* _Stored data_
■ ■ ■

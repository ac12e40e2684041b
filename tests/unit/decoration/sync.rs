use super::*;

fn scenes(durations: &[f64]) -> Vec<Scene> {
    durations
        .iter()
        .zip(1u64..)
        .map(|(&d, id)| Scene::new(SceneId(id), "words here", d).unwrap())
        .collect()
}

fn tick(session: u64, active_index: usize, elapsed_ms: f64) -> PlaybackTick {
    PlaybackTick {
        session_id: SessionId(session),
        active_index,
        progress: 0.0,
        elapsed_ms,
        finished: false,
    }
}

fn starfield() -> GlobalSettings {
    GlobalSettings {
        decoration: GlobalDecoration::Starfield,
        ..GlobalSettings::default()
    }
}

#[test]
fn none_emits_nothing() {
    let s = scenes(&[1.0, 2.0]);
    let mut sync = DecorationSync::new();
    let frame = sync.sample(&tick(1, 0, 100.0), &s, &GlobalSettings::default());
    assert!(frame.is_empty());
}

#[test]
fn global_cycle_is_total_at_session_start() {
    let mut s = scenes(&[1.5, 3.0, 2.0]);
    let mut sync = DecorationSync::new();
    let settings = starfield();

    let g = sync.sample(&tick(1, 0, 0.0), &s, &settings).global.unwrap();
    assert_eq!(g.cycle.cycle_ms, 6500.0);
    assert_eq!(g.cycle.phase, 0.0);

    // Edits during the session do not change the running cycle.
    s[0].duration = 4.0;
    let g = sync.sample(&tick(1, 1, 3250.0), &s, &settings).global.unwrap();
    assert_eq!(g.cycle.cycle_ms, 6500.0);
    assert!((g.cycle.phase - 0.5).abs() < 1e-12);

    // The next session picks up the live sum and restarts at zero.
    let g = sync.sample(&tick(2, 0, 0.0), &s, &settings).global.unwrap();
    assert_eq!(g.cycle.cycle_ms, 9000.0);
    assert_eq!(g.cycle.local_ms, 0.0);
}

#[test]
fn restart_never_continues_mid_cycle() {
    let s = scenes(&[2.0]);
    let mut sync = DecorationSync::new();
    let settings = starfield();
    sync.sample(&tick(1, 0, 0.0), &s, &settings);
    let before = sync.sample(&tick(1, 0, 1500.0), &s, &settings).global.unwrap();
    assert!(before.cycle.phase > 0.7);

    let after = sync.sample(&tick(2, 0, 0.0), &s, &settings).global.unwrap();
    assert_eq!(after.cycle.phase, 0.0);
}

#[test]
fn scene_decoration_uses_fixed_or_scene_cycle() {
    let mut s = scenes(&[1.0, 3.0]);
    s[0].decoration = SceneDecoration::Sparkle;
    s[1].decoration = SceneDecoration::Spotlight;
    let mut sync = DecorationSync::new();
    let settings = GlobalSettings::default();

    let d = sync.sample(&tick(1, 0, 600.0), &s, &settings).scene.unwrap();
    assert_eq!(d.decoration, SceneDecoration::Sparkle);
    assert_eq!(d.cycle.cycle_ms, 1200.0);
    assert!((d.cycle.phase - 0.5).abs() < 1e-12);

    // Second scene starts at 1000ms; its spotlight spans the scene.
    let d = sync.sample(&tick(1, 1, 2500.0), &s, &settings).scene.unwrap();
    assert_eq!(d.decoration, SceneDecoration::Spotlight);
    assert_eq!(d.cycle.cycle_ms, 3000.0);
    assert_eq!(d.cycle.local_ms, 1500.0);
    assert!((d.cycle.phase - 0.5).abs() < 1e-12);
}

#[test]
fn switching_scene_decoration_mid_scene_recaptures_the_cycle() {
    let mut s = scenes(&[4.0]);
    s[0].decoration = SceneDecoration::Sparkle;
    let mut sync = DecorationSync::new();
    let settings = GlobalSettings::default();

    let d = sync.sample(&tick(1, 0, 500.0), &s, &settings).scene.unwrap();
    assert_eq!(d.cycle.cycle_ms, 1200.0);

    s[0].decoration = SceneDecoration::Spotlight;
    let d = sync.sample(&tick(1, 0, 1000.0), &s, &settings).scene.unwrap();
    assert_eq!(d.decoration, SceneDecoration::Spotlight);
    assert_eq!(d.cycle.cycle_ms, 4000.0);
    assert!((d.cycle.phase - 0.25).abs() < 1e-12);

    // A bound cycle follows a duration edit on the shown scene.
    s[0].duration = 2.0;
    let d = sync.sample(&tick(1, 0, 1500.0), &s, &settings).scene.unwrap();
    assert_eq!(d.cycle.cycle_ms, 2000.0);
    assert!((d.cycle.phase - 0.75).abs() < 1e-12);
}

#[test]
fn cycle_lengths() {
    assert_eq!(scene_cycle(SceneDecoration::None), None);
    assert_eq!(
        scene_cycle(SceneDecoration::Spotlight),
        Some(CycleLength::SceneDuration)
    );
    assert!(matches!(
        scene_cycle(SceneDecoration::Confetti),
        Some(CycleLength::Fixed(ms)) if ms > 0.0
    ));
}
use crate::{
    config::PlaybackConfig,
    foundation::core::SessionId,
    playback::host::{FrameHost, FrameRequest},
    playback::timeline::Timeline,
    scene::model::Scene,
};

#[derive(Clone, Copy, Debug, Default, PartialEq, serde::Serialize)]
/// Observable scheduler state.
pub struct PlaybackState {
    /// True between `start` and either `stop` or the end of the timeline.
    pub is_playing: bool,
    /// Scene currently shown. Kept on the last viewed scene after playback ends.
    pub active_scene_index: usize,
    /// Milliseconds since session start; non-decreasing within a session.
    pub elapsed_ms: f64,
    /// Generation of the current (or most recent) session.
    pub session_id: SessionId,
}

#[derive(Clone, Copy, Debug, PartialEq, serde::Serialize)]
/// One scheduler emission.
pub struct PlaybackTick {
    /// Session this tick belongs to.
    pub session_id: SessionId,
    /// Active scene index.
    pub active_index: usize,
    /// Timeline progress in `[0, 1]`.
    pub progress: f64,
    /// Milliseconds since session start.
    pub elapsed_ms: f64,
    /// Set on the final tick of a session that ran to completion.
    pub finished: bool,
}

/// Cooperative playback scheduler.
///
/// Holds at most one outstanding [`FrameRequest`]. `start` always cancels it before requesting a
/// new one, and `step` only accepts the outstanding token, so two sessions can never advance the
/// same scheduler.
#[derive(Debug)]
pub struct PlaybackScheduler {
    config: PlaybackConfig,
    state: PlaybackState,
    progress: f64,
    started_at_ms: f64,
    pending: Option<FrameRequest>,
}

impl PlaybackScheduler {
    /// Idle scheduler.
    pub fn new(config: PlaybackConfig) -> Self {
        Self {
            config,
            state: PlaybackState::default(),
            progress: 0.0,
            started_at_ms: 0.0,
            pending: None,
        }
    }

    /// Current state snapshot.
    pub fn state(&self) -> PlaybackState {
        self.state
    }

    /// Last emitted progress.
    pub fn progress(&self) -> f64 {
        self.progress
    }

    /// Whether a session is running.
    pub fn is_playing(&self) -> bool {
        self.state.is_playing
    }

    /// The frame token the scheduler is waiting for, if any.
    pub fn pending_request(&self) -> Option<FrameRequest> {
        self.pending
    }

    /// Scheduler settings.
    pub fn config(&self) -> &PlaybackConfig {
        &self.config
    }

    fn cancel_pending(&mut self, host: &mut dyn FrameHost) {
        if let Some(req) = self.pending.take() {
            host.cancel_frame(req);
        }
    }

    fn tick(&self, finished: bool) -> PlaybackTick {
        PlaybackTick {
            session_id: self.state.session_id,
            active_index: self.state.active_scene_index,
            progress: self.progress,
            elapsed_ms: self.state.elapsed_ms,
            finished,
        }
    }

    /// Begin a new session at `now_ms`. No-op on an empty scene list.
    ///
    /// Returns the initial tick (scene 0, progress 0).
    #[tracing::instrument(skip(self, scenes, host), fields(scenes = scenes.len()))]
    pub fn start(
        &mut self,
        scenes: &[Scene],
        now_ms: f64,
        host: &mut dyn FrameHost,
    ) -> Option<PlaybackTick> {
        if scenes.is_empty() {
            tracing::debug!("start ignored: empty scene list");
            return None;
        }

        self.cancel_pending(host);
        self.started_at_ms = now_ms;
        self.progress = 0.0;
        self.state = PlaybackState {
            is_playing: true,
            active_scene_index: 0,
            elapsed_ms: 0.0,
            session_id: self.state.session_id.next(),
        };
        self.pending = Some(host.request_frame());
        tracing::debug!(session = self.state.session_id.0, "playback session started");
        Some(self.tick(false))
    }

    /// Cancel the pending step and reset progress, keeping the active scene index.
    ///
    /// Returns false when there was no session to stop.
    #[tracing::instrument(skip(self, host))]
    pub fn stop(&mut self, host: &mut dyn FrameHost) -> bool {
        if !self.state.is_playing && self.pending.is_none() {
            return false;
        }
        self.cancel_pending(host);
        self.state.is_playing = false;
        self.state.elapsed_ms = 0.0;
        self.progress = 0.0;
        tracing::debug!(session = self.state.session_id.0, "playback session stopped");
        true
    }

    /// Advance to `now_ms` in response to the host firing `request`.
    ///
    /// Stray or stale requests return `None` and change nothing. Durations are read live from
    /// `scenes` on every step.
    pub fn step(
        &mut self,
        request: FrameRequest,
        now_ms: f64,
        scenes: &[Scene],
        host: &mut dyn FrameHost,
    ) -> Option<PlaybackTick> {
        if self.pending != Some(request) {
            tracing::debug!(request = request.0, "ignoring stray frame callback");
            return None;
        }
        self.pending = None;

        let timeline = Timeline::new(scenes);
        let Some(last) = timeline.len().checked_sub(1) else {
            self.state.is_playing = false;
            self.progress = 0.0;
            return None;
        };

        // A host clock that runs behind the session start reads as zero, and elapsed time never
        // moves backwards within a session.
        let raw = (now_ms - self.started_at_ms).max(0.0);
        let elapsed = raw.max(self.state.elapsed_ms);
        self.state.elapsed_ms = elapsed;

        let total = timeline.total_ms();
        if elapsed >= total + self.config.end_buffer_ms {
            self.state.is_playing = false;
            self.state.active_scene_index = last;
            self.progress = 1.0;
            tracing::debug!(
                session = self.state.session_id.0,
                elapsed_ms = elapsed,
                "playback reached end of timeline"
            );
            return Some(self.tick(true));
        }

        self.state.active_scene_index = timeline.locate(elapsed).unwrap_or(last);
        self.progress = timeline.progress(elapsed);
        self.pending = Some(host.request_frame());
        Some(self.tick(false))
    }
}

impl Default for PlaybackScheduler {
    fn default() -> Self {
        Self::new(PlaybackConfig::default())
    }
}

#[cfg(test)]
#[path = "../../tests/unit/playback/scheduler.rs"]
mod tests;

■ ■ ■

* _EXERCISE DETAILS_
Return the count of lines in the entries above that include the word "Serialize", without any added text.

* _RESPONSE AREA_
2